American medical journal JAMA has just published two fascinating articles on the impact of war: one on the neuropsychological effects of combat duty on US soldiers, and the other on the impact of chemical weapons on the mental health of Iranian chemical warfare survivors.
It found that compared to non-deployed soldiers, previously deployed soldiers in Iraq scored worse on measures of sustained attention, verbal learning, and visual-spatial memory and had higher scores on measures of tension and confusion. In contrast, their general reaction time had improved.

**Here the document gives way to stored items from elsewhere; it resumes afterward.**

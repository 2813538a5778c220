//! Process execution.
//!
//! Spawns a program, feeds its stdout/stderr into the stream registry, and
//! stops the stream once the process has exited and both pipes are drained.
//!
//! ```text
//! child stdout ──pump──► channel ──► Streamer ◄── HTTP consumers
//! child stderr ──pump──► channel ──┘
//! ```

mod output;

use crate::streamer::{StreamId, Streamer};
use serde::{Deserialize, Serialize};
use std::collections::HashMap;
use std::path::PathBuf;
use std::process::Stdio;
use tether_shared::errors::{TetherError, TetherResult};
use tokio::process::{Child, Command};
use tokio::sync::mpsc;
use tokio::task::JoinHandle;
use tracing::{debug, error, info, warn};

/// What to run.
#[derive(Clone, Debug, Default, PartialEq, Eq, Serialize, Deserialize)]
pub struct ProcessSpec {
    /// Program to execute, resolved through `PATH` when not absolute.
    pub path: String,

    #[serde(default)]
    pub args: Vec<String>,

    /// Extra environment variables, added to the server's environment.
    #[serde(default)]
    pub env: HashMap<String, String>,

    /// Working directory. Defaults to the server's.
    #[serde(default)]
    pub dir: Option<PathBuf>,
}

impl ProcessSpec {
    pub fn new(path: impl Into<String>) -> Self {
        Self {
            path: path.into(),
            ..Default::default()
        }
    }

    pub fn arg(mut self, arg: impl Into<String>) -> Self {
        self.args.push(arg.into());
        self
    }
}

/// A started process and the stream carrying its output.
#[derive(Clone, Copy, Debug, PartialEq, Eq, Serialize, Deserialize)]
pub struct SpawnedProcess {
    pub stream_id: StreamId,
    pub pid: u32,
}

/// Starts processes whose output is attachable through a [`Streamer`].
#[derive(Clone, Debug)]
pub struct ProcessRunner {
    streamer: Streamer,
    channel_capacity: usize,
}

impl ProcessRunner {
    /// `channel_capacity` is the number of chunks buffered per output
    /// channel before reading from the process pauses.
    pub fn new(streamer: Streamer, channel_capacity: usize) -> Self {
        Self {
            streamer,
            channel_capacity: channel_capacity.max(1),
        }
    }

    pub fn streamer(&self) -> &Streamer {
        &self.streamer
    }

    /// Spawn `spec` and register its output.
    ///
    /// The returned stream stays live until the process exits and both of
    /// its pipes reach EOF, then is stopped exactly once.
    ///
    /// # Errors
    ///
    /// - [`TetherError::InvalidArgument`] if `spec.path` is empty
    /// - [`TetherError::Execution`] if the program cannot be started
    /// - [`TetherError::ResourceExhausted`] if the registry has no free ids;
    ///   the process is killed in that case
    pub async fn spawn(&self, spec: &ProcessSpec) -> TetherResult<SpawnedProcess> {
        if spec.path.is_empty() {
            return Err(TetherError::InvalidArgument(
                "process path is required".to_string(),
            ));
        }

        let mut command = Command::new(&spec.path);
        command
            .args(&spec.args)
            .envs(&spec.env)
            .stdin(Stdio::null())
            .stdout(Stdio::piped())
            .stderr(Stdio::piped());
        if let Some(dir) = &spec.dir {
            command.current_dir(dir);
        }

        let mut child = command.spawn().map_err(|e| {
            TetherError::Execution(format!("failed to spawn '{}': {}", spec.path, e))
        })?;
        let pid = child.id().unwrap_or_default();

        let (stdout, stderr) = match (child.stdout.take(), child.stderr.take()) {
            (Some(stdout), Some(stderr)) => (stdout, stderr),
            _ => {
                let _ = child.start_kill();
                return Err(TetherError::Execution(format!(
                    "process '{}' has no output pipes",
                    spec.path
                )));
            }
        };

        let (stdout_tx, stdout_rx) = mpsc::channel(self.channel_capacity);
        let (stderr_tx, stderr_rx) = mpsc::channel(self.channel_capacity);

        let stream_id = match self.streamer.stream(stdout_rx, stderr_rx) {
            Ok(id) => id,
            Err(e) => {
                let _ = child.start_kill();
                return Err(e.into());
            }
        };

        let pumps = [
            tokio::spawn(output::pump(output::output_chunks(stdout), stdout_tx)),
            tokio::spawn(output::pump(output::output_chunks(stderr), stderr_tx)),
        ];
        tokio::spawn(supervise(self.streamer.clone(), stream_id, child, pumps));

        info!(
            stream_id = %stream_id,
            pid,
            program = %spec.path,
            "process started"
        );

        Ok(SpawnedProcess { stream_id, pid })
    }
}

/// Wait for the process and its pumps, then stop the stream.
async fn supervise(
    streamer: Streamer,
    stream_id: StreamId,
    mut child: Child,
    pumps: [JoinHandle<usize>; 2],
) {
    match child.wait().await {
        Ok(status) => debug!(stream_id = %stream_id, %status, "process exited"),
        Err(e) => warn!(stream_id = %stream_id, error = %e, "failed to wait for process"),
    }

    let [stdout, stderr] = pumps;
    let stdout_bytes = stdout.await.unwrap_or_default();
    let stderr_bytes = stderr.await.unwrap_or_default();
    debug!(
        stream_id = %stream_id,
        stdout_bytes,
        stderr_bytes,
        "process output complete"
    );

    if let Err(e) = streamer.stop(stream_id) {
        error!(stream_id = %stream_id, error = %e, "stream lifecycle out of sync");
    }
}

The authors of the study suggest that these differences may result from the effects of persistent arousal on the brain which heighten the ability to react quickly at the expense of dampening attention, learning, and memory for things that are not threat-relevant.
The research on the impact of chemical weapons focused on three towns in northern Iran (Oshnaviyeh, Rabat and Sardasht) that had suffered either ‘low-intensity’ conventional warfare, ‘high-intensity’ conventional warfare or a mixture of conventional and chemical warfare in the 1980-1988 Iran-Iraq war.
Researchers interviewed civilian residents of the towns and found frightening levels of lasting PTSD, anxiety symptoms and severe depressive symptoms, particularly in those who had experienced the additional horror of chemical weapon attack.
The chances of mental disorder were 7.2 to 14.6 times higher for chemical weapons survivors than for individuals who had experienced ‘low-intensity’ warfare.